[[ DATA LISTING, beginning ]]

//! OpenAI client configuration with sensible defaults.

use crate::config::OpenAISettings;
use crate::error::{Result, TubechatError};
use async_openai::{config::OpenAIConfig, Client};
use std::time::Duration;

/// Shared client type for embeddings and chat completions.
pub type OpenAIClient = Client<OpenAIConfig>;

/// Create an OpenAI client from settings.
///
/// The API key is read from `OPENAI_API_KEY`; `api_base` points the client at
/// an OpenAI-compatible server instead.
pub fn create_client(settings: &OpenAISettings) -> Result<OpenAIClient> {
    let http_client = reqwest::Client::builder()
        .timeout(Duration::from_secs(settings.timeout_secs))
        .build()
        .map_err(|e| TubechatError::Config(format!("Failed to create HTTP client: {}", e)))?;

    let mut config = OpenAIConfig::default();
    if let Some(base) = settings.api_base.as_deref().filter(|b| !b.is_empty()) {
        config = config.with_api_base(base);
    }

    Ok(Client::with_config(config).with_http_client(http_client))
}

[[ DATA LISTING, end ]]

EXERCISE GOAL: Gather each line in the data that holds the string "OpenAISettings".

SOLUTION FOR THIS EXERCISE:
use crate::config::OpenAISettings;
pub fn create_client(settings: &OpenAISettings) -> Result<OpenAIClient> {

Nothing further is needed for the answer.